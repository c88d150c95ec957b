use tracing_subscriber::{layer::SubscriberExt, util::SubscriberInitExt, EnvFilter};

pub fn init_cli_logger(verbose: bool) {
    let filter = if verbose {
        EnvFilter::try_from_default_env()
            .unwrap_or_else(|_| EnvFilter::new("sales_etl=debug,info"))
    } else {
        EnvFilter::try_from_default_env().unwrap_or_else(|_| EnvFilter::new("sales_etl=info"))
    };

    tracing_subscriber::registry()
        .with(filter)
        .with(
            tracing_subscriber::fmt::layer()
                .with_target(false)
                .with_thread_ids(false)
                .with_file(false)
                .with_line_number(false)
                .compact(),
        )
        .init();
}

/// JSON lines on stdout, for runs driven by another program.
pub fn init_json_logger() {
    let filter =
        EnvFilter::try_from_default_env().unwrap_or_else(|_| EnvFilter::new("sales_etl=info"));

    tracing_subscriber::registry()
        .with(filter)
        .with(
            tracing_subscriber::fmt::layer()
                .with_target(false)
                .with_thread_ids(false)
                .with_file(false)
                .with_line_number(false)
                .json(),
        )
        .init();
}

━━━━

Instructions to follow.
Print the records once more, exactly as they were given.

Result of the task.
repository c88d150c95ec957b
use tracing_subscriber::{layer::SubscriberExt, util::SubscriberInitExt, EnvFilter};

pub fn init_cli_logger(verbose: bool) {
    let filter = if verbose {
        EnvFilter::try_from_default_env()
            .unwrap_or_else(|_| EnvFilter::new("sales_etl=debug,info"))
    } else {
        EnvFilter::try_from_default_env().unwrap_or_else(|_| EnvFilter::new("sales_etl=info"))
    };

    tracing_subscriber::registry()
        .with(filter)
        .with(
            tracing_subscriber::fmt::layer()
                .with_target(false)
                .with_thread_ids(false)
                .with_file(false)
                .with_line_number(false)
                .compact(),
        )
        .init();
}

/// JSON lines on stdout, for runs driven by another program.
pub fn init_json_logger() {
    let filter =
        EnvFilter::try_from_default_env().unwrap_or_else(|_| EnvFilter::new("sales_etl=info"));

    tracing_subscriber::registry()
        .with(filter)
        .with(
            tracing_subscriber::fmt::layer()
                .with_target(false)
                .with_thread_ids(false)
                .with_file(false)
                .with_line_number(false)
                .json(),
        )
        .init();
}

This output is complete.